Students can expect constant tuition hikes to make sure the University rapidly cycles through the very best, top-quality presidents in comparison to other overpaid bureaucrats in college administrations around the country.

Sid Saltfork wrote on August 21, 2014 at 9:08 am

Based on the the past U of I presidents, good work does not equate to huge salaries.  It amounts to another waste of public money.  At some point in time; the State of Illinois will have to divorce itself from the U of I, and let the university become the private school that it is in reality.  The buildings can be leased, or granted to the university with their maintenance being the university's responsibility.  Let the elite teach the wealthy of the world without the citizens of the state being left to foot the bills.

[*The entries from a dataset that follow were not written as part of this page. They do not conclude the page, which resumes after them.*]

//! Shade is a Discord bot combining Lavalink-backed music playback,
//! small message-component games, and general utility commands.

pub mod commands;
pub mod config;
pub mod events;
pub mod utils;

use lavalink_rs::client::LavalinkClient;

pub type Error = Box<dyn std::error::Error + Send + Sync>;
pub type Context<'a> = poise::Context<'a, Data, Error>;
pub type CommandResult = Result<(), Error>;

/// Shared data accessible across all command invocations and event handlers.
pub struct Data {
    /// Client for the external Lavalink audio node.
    pub lavalink: LavalinkClient,
    /// Process configuration loaded from the environment at startup.
    pub config: config::Config,
    /// When this process came up, for uptime reporting.
    pub started_at: chrono::DateTime<chrono::Utc>,
}
//! Environment lookups and `${NAME}` expansion for configured file paths.

use std::collections::HashMap;

use tracing::warn;

use crate::traits::Environment;

/// Environment backed by the running process.
///
/// Properties registered on the instance shadow environment variables of the same
/// name.
#[derive(Debug, Clone, Default)]
pub struct SystemEnvironment {
    properties: HashMap<String, String>,
}

impl SystemEnvironment {
    pub fn new() -> Self {
        Self::default()
    }

    pub fn with_property(mut self, name: impl Into<String>, value: impl Into<String>) -> Self {
        self.properties.insert(name.into(), value.into());
        self
    }
}

impl Environment for SystemEnvironment {
    fn lookup(&self, name: &str) -> Option<String> {
        self.properties
            .get(name)
            .cloned()
            .or_else(|| std::env::var(name).ok())
    }

    fn process_id(&self) -> u32 {
        std::process::id()
    }
}

/// Fixed set of variables and a fixed process id.
#[derive(Debug, Clone)]
pub struct StaticEnvironment {
    variables: HashMap<String, String>,
    process_id: u32,
}

impl StaticEnvironment {
    pub fn new(process_id: u32) -> Self {
        Self {
            variables: HashMap::new(),
            process_id,
        }
    }

    pub fn with_variable(mut self, name: impl Into<String>, value: impl Into<String>) -> Self {
        self.variables.insert(name.into(), value.into());
        self
    }
}

impl Environment for StaticEnvironment {
    fn lookup(&self, name: &str) -> Option<String> {
        self.variables.get(name).cloned()
    }

    fn process_id(&self) -> u32 {
        self.process_id
    }
}

/// Replaces every `${NAME}` in `template` with its value from `env`.
///
/// Undefined names, empty names and a missing closing brace are reported as
/// warnings and the literal text is kept. This never fails.
pub fn expand_variables(template: &str, env: &dyn Environment) -> String {
    let mut output = String::with_capacity(template.len());
    let mut rest = template;

    while let Some(start) = rest.find("${") {
        output.push_str(&rest[..start]);
        let after = &rest[start + 2..];

        let Some(end) = after.find('}') else {
            warn!("Missing closing brace in '{}', keeping it unresolved", template);
            output.push_str(&rest[start..]);
            return output;
        };

        let name = &after[..end];
        let literal = &rest[start..start + 2 + end + 1];

        if name.trim().is_empty() {
            warn!("Empty variable name in '{}', keeping it unresolved", template);
            output.push_str(literal);
        } else {
            match env.lookup(name.trim()) {
                Some(value) => output.push_str(&value),
                None => {
                    warn!("Variable '{}' is not defined, keeping '{}' in path", name, literal);
                    output.push_str(literal);
                }
            }
        }

        rest = &after[end + 1..];
    }

    output.push_str(rest);
    output
}

#[cfg(test)]
mod tests {
    use super::*;
    use tracing_test::traced_test;

    fn env() -> StaticEnvironment {
        StaticEnvironment::new(42)
            .with_variable("HOME", "/home/app")
            .with_variable("APP", "billing")
    }

    #[test]
    fn test_expand_known_variables() {
        let path = expand_variables("${HOME}/logs/${APP}.log", &env());
        assert_eq!(path, "/home/app/logs/billing.log");
    }

    #[test]
    fn test_text_without_placeholders_is_untouched() {
        assert_eq!(expand_variables("logs/app.log", &env()), "logs/app.log");
        assert_eq!(expand_variables("", &env()), "");
        assert_eq!(expand_variables("cost $5 {x}", &env()), "cost $5 {x}");
    }

    #[traced_test]
    #[test]
    fn test_undefined_variable_is_kept_verbatim() {
        let path = expand_variables("${MISSING}/app.log", &env());
        assert_eq!(path, "${MISSING}/app.log");
        assert!(logs_contain("MISSING"));
    }

    #[traced_test]
    #[test]
    fn test_empty_name_is_kept_verbatim() {
        let path = expand_variables("logs/${}/app.log", &env());
        assert_eq!(path, "logs/${}/app.log");
        assert!(logs_contain("Empty variable name"));
    }

    #[traced_test]
    #[test]
    fn test_missing_closing_brace_is_kept_verbatim() {
        let path = expand_variables("${HOME}/logs/${APP.log", &env());
        assert_eq!(path, "/home/app/logs/${APP.log");
        assert!(logs_contain("Missing closing brace"));
    }

    #[test]
    fn test_system_properties_shadow_environment() {
        let env = SystemEnvironment::new().with_property("PATH", "overridden");
        assert_eq!(env.lookup("PATH").as_deref(), Some("overridden"));
        assert_eq!(env.process_id(), std::process::id());
    }
}
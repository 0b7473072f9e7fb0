use std::collections::HashSet;
use std::fs::File;
use std::io;
use std::path::{Path, PathBuf};

use parking_lot::Mutex;
use tracing::info;

use super::{FileOptions, create_parent_dirs, new_sink, open_log_file, render};
use crate::charset::Charset;
use crate::entry::{LogEntry, LogEntryValue};
use crate::environment::expand_variables;
use crate::error::Result;
use crate::sink::ByteBufferedSink;
use crate::traits::{Environment, Placeholder, Writer};

/// Writes every entry to a single file owned by this process.
pub struct FileWriter {
    path: PathBuf,
    charset: Charset,
    placeholder: Box<dyn Placeholder>,
    sink: Mutex<ByteBufferedSink<File>>,
}

impl FileWriter {
    pub fn open(
        options: FileOptions,
        placeholder: Box<dyn Placeholder>,
        env: &dyn Environment,
    ) -> Result<Self> {
        let path = PathBuf::from(expand_variables(&options.file, env));
        create_parent_dirs(&path)?;

        let file = open_log_file(&path, options.append, options.charset)?;
        info!("Opened log file {:?} (append={})", path, options.append);

        Ok(Self {
            path,
            charset: options.charset,
            placeholder,
            sink: Mutex::new(new_sink(file, options.buffered, options.buffer_capacity)),
        })
    }

    pub fn path(&self) -> &Path {
        &self.path
    }
}

impl Writer for FileWriter {
    fn required_log_entry_values(&self) -> HashSet<LogEntryValue> {
        self.placeholder.required_log_entry_values()
    }

    fn log(&self, entry: &LogEntry) -> io::Result<()> {
        let mut sink = self.sink.lock();
        let bytes = render(self.placeholder.as_ref(), entry, self.charset);
        sink.write(&bytes)
    }

    fn flush(&self) -> io::Result<()> {
        self.sink.lock().flush()
    }

    fn close(&self) -> io::Result<()> {
        self.sink.lock().close()
    }
}
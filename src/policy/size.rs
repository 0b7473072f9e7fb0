use std::fs;
use std::path::Path;

use tracing::debug;

/// Rotates before a write would push the current file past `max_size` bytes.
#[derive(Debug, Clone, PartialEq, Eq)]
pub struct SizePolicy {
    max_size: u64,
    written: u64,
    // Bytes of the charset header at the start of the current file
    header: u64,
}

impl SizePolicy {
    pub fn new(max_size: u64) -> Self {
        Self {
            max_size,
            written: 0,
            header: 0,
        }
    }

    pub fn max_size(&self) -> u64 {
        self.max_size
    }

    /// Bytes counted for the current file.
    pub fn written(&self) -> u64 {
        self.written
    }

    pub(crate) fn check_file(&self, path: &Path) -> bool {
        file_len(path) >= self.max_size
    }

    /// True if `len` more bytes would overflow a file that already holds entries. An
    /// entry bigger than the limit still goes whole into a fresh file.
    pub(crate) fn check_text(&self, len: usize) -> bool {
        self.written > self.header && self.written.saturating_add(len as u64) > self.max_size
    }

    pub(crate) fn commit(&mut self, len: usize) {
        self.written = self.written.saturating_add(len as u64);
    }

    pub(crate) fn reset(&mut self, path: &Path, header_len: usize) {
        self.written = file_len(path);
        self.header = header_len as u64;
        debug!("Size policy adopted {:?} with {} bytes", path, self.written);
    }
}

fn file_len(path: &Path) -> u64 {
    fs::metadata(path).map(|m| m.len()).unwrap_or(0)
}

/// Parses `1024`, `10KB`, `5 MB` or `1gb` (1024 based units).
pub(crate) fn parse_size(text: &str) -> Option<u64> {
    let text = text.trim();
    let split = text
        .find(|c: char| !c.is_ascii_digit())
        .unwrap_or(text.len());
    let (digits, unit) = text.split_at(split);
    let value: u64 = digits.parse().ok()?;

    let multiplier: u64 = match unit.trim().to_ascii_lowercase().as_str() {
        "" | "b" => 1,
        "kb" | "k" => 1024,
        "mb" | "m" => 1024 * 1024,
        "gb" | "g" => 1024 * 1024 * 1024,
        _ => return None,
    };

    value.checked_mul(multiplier)
}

Champaign Guest wrote on August 21, 2014 at 10:08 am

What do the columns in the table represent? (I think I know, but they should be clearly labeled.)

Mike Howie wrote on August 21, 2014 at 10:08 am
Profile Picture

Dang it, I forgot the column headings. Thanks for pointing it out, though I'm sorry you had to. I've restored them now.

Mike Howie

online editor

Champaign Guest wrote on August 21, 2014 at 11:08 am

Thanks!

Bulldogmojo wrote on August 21, 2014 at 1:08 pm

Meanwhile Phyllis Wises labor negotiators are trying to dismantle pay step structures that protect equal pay for women and minorities. 

Lostinspace wrote on August 21, 2014 at 1:08 pm

The new president will be worth twice the salary if he or she pays attention to undergraduate education, deals with underpaid TAs, and goes after the bloated administration, whose main job seems to be to add needless complications to simple procedures.

787 wrote on August 21, 2014 at 3:08 pm

Mr. Howie-

President Easter makes less money than his predecessor.  A fairly significant amount less, if I recall correctly.

For the sake of argument, what did Michael Hogan make?  Wikipedia claims that it was $620,000 at one point.  And did that $620,000 figure include any bonuses?

If we assume that it was $620,000, with the same $90,000 bonus... then that would have put Hogan closer to the middle of the chart.

Thanks.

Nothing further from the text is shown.